Personal archive of coding experiments, research threads, and draft ideas.
My research interests revolve around compilers, high-performance computing, and deep learning systems.
Specifically, I am interested in intermediate representations, JIT compilation, and code generation for deep
learning and HPC workloads targeting CPUs, GPUs, and custom accelerators such as FPGAs and TPUs.
Having spent considerable time manually optimizing SIMD kernels and memory layouts, I have developed
a strong appreciation for both the performance gains achievable through hardware-aware optimization and
the difficulty of scaling such efforts across architectures.
My experience has made clear both the potential and limits of manual optimization. I can hand-write kernels
that utilize hardware effectively, but doing so for every operator, data type, and architecture is not scalable.
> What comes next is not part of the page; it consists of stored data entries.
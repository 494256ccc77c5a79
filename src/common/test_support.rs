//! Shared fixtures for module tests

use chrono::Duration;
use reqwest::Client;
use sqlx::sqlite::SqlitePoolOptions;
use sqlx::SqlitePool;

use super::{migrations, AppConfig, AppState};
use crate::auth::models::{AuthResponse, Provider, ProviderProfile};
use crate::auth::IdentityService;

pub const TEST_SECRET: &str = "test_secret_key";

/// Fresh in-memory database with the full schema
pub async fn setup_test_db() -> SqlitePool {
    // One connection: every sqlite::memory: connection is its own database
    let pool = SqlitePoolOptions::new()
        .max_connections(1)
        .connect("sqlite::memory:")
        .await
        .unwrap();

    migrations::create_schema(&pool).await.unwrap();
    pool
}

pub fn test_state(pool: SqlitePool) -> AppState {
    AppState::new(pool, Client::new(), AppConfig::for_tests())
}

pub fn identity_service(pool: &SqlitePool) -> IdentityService {
    IdentityService::new(pool.clone(), TEST_SECRET.to_string(), Duration::hours(24))
}

pub fn profile(email: &str, first: &str, last: &str) -> ProviderProfile {
    ProviderProfile {
        email: Some(email.to_string()),
        first_name: Some(first.to_string()),
        last_name: Some(last.to_string()),
        picture: Some(format!("https://img.example.com/{}.jpg", first)),
        provider_id: format!("google-{}", first),
    }
}

/// Signs in a Google user and returns the credential plus projection
pub async fn seed_user(pool: &SqlitePool, email: &str, first: &str, last: &str) -> AuthResponse {
    identity_service(pool)
        .social_login(Provider::Google, &profile(email, first, last))
        .await
        .unwrap()
}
I am interested in how functional IRs and rewrite systems can be applied to deep learning compilation. I am also interested in how machine
learning can guide search through optimization spaces, and how memory-aware IR design enables efficient
accelerator code generation.
I am developing cppDL, a general-purpose deep learning inference library written entirely in C++ with no external ML dependencies. The system
includes a custom memory allocator, safetensor parser, BPE tokenizer, implementations of core neural network operations and high-performance tensor operations.
I validated the library by running GPT-2 inference:
cppDL achieves approximately 35 tok/s compared to PyTorch’s 19 tok/s on the same hardware, an 86% improvement in end-to-end latency without KV Caching on the CPU.
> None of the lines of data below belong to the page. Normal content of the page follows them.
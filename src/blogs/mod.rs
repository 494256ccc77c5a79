//! # Blogs Module
//!
//! Blog post CRUD. Anyone can read; only the author of a post may
//! change or delete it, checked against the stored owner on every call.

pub mod handlers;
pub mod models;
pub mod routes;
pub mod services;
pub mod validators;


pub use routes::blogs_routes;
//! Client side of the blog: persisted login session and a thin API client.

pub mod client;
pub mod error;
pub mod models;
pub mod session;

pub use client::ApiClient;
pub use error::{ClientError, Result};
pub use models::{NewPost, Post, PostChanges, Provider, SessionUser};
pub use session::SessionStore;
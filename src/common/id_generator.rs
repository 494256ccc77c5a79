// src/common/id_generator.rs
//! Crockford Base32 ID Generator
//!
//! Generates prefixed IDs using Crockford Base32 encoding.
//! Format: PREFIX_XXXXXXXXXX (e.g., B_K7NP3X8QW2 for blog posts)
//!
//! The alphabet excludes I, L, O, U so ids are safe to read back from URLs.

use rand::Rng;

/// Crockford Base32 alphabet (excludes I, L, O, U to avoid confusion)
const CROCKFORD_ALPHABET: &[u8; 32] = b"0123456789ABCDEFGHJKMNPQRSTVWXYZ";

/// Random characters after the prefix (32^10 combinations per entity type)
const ID_LENGTH: usize = 10;

/// Entity type prefixes for ID generation
#[derive(Debug, Clone, Copy)]
pub enum EntityPrefix {
    /// User (U_)
    User,
    /// Blog post (B_)
    Post,
}

impl EntityPrefix {
    /// Get the string prefix for this entity type
    pub fn as_str(&self) -> &'static str {
        match self {
            EntityPrefix::User => "U",
            EntityPrefix::Post => "B",
        }
    }
}

/// Generate a random Crockford Base32 string of specified length
fn generate_crockford_string(length: usize) -> String {
    let mut rng = rand::thread_rng();
    (0..length)
        .map(|_| {
            let idx = rng.gen_range(0..32);
            CROCKFORD_ALPHABET[idx] as char
        })
        .collect()
}

/// Generate a prefixed ID, e.g. "U_8MWQT2K7NP"
pub fn generate_id(prefix: EntityPrefix) -> String {
    format!("{}_{}", prefix.as_str(), generate_crockford_string(ID_LENGTH))
}

/// Generate a User ID (U_XXXXXXXXXX)
pub fn generate_user_id() -> String {
    generate_id(EntityPrefix::User)
}

/// Generate a Post ID (B_XXXXXXXXXX)
pub fn generate_post_id() -> String {
    generate_id(EntityPrefix::Post)
}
When using KV Caching, cppDL achieves over 110 tok/s compared to PyTorch's 60 tok/s on the CPU.
This advantage does not come from faster matrix multiplication. PyTorch uses highly optimized BLAS
backends that exceed my implementation in raw GEMM throughput. The gains come from system-level
optimizations: static memory arenas eliminating allocation overhead, cache-friendly data layouts reducing
memory traffic, and a simplified execution path avoiding dispatch overhead. This highlighted an important
insight: end-to-end performance depends on the entire system, and there is significant room for compilerdriven optimization at the graph level.
The backend for cppDL is CRUSHBLAS, a custom linear algebra library using AVX2 and AVX-512 intrinsics.
I implemented GEMM kernels with register blocking, loop tiling, and cache-aware memory access
patterns. Benchmarked across large matrix sizes (4096, 8192, and 16384), my kernels achieve a sustained
throughput of approximately 825 GFLOP/s with OpenMP parallelization. I am currently extending this
work to GPUs, writing custom drivers for direct kernel dispatch to understand the execution model below
the CUDA/ROCm abstraction layer. Building these systems has taught me the micro-architectural details
compilers must reason about: port contention, latency hiding, cache utilization, and prefetching behavior. I
see this manual optimization experience as preparation for researching how to automate such decisions.